▶ [WHAT NEEDS TO BE DONE] Across the data below, how many lines hold "type"? Answer with that number and nothing else.

(Stored items)
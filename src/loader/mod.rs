//! Load primitives: fetching pack images and materializing items
//!
//! The cache consumes loading through the [`PackLoader`] trait so the
//! same engine works against local files, a remote CDN, or a test stub.
//! Strategy selection follows the configured source.

pub mod file;
pub mod image;
pub mod remote;
pub mod retry;

pub use file::FileLoader;
pub use remote::RemoteLoader;

use crate::error::{DepotError, DepotResult};
use crate::manifest::PackDescriptor;
use async_trait::async_trait;
use sha2::{Digest, Sha256};
use std::fmt;
use std::path::PathBuf;
use std::sync::Arc;

/// Raw pack image handle shared between the pack entry and its items
pub type PackBytes = Arc<[u8]>;

/// Materialized item payload
pub type ItemBytes = Arc<[u8]>;

/// Load priority, forwarded to the underlying fetch
#[derive(Debug, Clone, Copy, PartialEq, Eq, Default)]
pub enum Priority {
    High,
    #[default]
    Normal,
    Low,
}

/// A resolved fetch location for a pack image
#[derive(Debug, Clone, PartialEq, Eq)]
pub enum Uri {
    /// Path on the local filesystem
    File(PathBuf),
    /// HTTP(S) URL
    Http(String),
}

impl fmt::Display for Uri {
    fn fmt(&self, f: &mut fmt::Formatter<'_>) -> fmt::Result {
        match self {
            Self::File(path) => write!(f, "{}", path.display()),
            Self::Http(url) => write!(f, "{}", url),
        }
    }
}

/// Abstract pack fetch and item materialization
///
/// `fetch_pack` runs on a spawned task; its completion is marshaled back
/// to the registry thread over the registry's event channel. Expected
/// failures (network, missing files) come back as `Err`, never panics.
#[async_trait]
pub trait PackLoader: Send + Sync {
    /// Fetch the raw pack image for a descriptor
    async fn fetch_pack(
        &self,
        descriptor: &PackDescriptor,
        uri: &Uri,
        priority: Priority,
    ) -> DepotResult<Vec<u8>>;

    /// Materialize one item from an already-fetched pack image.
    ///
    /// The default parses the in-memory image directory; stubs and
    /// exotic backends may override.
    async fn materialize_item(
        &self,
        descriptor: &PackDescriptor,
        pack: &PackBytes,
        item: &str,
    ) -> DepotResult<Vec<u8>> {
        image::extract_item(pack, &descriptor.id, item)
    }

    /// Human-readable strategy name for diagnostics
    fn strategy_name(&self) -> &'static str;
}

/// Verify fetched bytes against the descriptor's optional checksum.
pub fn verify_checksum(descriptor: &PackDescriptor, bytes: &[u8]) -> DepotResult<()> {
    let Some(expected) = descriptor.sha256.as_deref() else {
        return Ok(());
    };
    let actual = hex::encode(Sha256::digest(bytes));
    if actual.eq_ignore_ascii_case(expected) {
        Ok(())
    } else {
        Err(DepotError::ChecksumMismatch {
            path: descriptor.path.clone(),
            expected: expected.to_string(),
            actual,
        })
    }
}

▶ [RESPONSE TO THE TASK] 2